:: Information shown ::

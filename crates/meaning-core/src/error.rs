//! Error types for the meaning engine.
//!
//! Most variants are recoverable at the smallest scope that produced them (one file,
//! one rule, one library entry) and travel back to the caller as warnings rather than
//! aborting a request. Only an empty registry is fatal at startup.

use thiserror::Error;

/// Result type alias for engine operations
pub type MeaningResult<T> = Result<T, MeaningError>;

/// Errors and recoverable conditions raised by the engine
#[derive(Error, Debug, Clone, PartialEq)]
pub enum MeaningError {
    /// Malformed or missing definition file (dimensions, rulebase, world model, library, config).
    #[error("Configuration error: {0}")]
    Config(String),

    /// Malformed logical-rule formula.
    #[error("Parse error at offset {offset}: {message}")]
    Parse { offset: usize, message: String },

    /// Forward chaining stopped at the pass cap before reaching a fixed point.
    #[error("Reasoning limit exceeded after {passes} passes")]
    ReasoningLimitExceeded { passes: usize },

    /// Library entry length differs from the registry length.
    #[error("Vector shape mismatch for '{id}': expected {expected}, got {actual}")]
    VectorShapeMismatch {
        id: String,
        expected: usize,
        actual: usize,
    },

    /// No usable comparison target in the library.
    #[error("Library contains no comparable vectors")]
    EmptyLibrary,

    #[error("IO error: {0}")]
    Io(String),

    /// The LLM narrator failed; the caller falls back to a mechanical justification.
    #[error("Narrator error: {0}")]
    Narrator(String),

    /// An external handler failed, timed out or returned malformed output.
    #[error("Handler error: {0}")]
    Handler(String),

    /// Narrative history store failure.
    #[error("History store error: {0}")]
    History(String),
}

impl MeaningError {
    pub fn parse(offset: usize, message: impl Into<String>) -> Self {
        MeaningError::Parse {
            offset,
            message: message.into(),
        }
    }
}

impl From<std::io::Error> for MeaningError {
    fn from(err: std::io::Error) -> Self {
        MeaningError::Io(err.to_string())
    }
}

impl From<serde_json::Error> for MeaningError {
    fn from(err: serde_json::Error) -> Self {
        MeaningError::Config(err.to_string())
    }
}

impl From<serde_yaml::Error> for MeaningError {
    fn from(err: serde_yaml::Error) -> Self {
        MeaningError::Config(err.to_string())
    }
}

impl From<config::ConfigError> for MeaningError {
    fn from(err: config::ConfigError) -> Self {
        MeaningError::Config(err.to_string())
    }
}

impl From<sled::Error> for MeaningError {
    fn from(err: sled::Error) -> Self {
        MeaningError::History(err.to_string())
    }
}

#[cfg(test)]
mod tests {
    use super::*;

    #[test]
    fn parse_error_display_includes_offset() {
        let err = MeaningError::parse(7, "unbalanced parentheses");
        assert_eq!(err.to_string(), "Parse error at offset 7: unbalanced parentheses");
    }

    #[test]
    fn shape_mismatch_display() {
        let err = MeaningError::VectorShapeMismatch {
            id: "cat_01".to_string(),
            expected: 4,
            actual: 3,
        };
        assert_eq!(
            err.to_string(),
            "Vector shape mismatch for 'cat_01': expected 4, got 3"
        );
    }
}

:::

• Exercise: Search the entries above for the word "Self" and copy each line where it appears.

• Result of this task:
    pub fn parse(offset: usize, message: impl Into<String>) -> Self {
    fn from(err: std::io::Error) -> Self {
    fn from(err: serde_json::Error) -> Self {
    fn from(err: serde_yaml::Error) -> Self {
    fn from(err: config::ConfigError) -> Self {
    fn from(err: sled::Error) -> Self {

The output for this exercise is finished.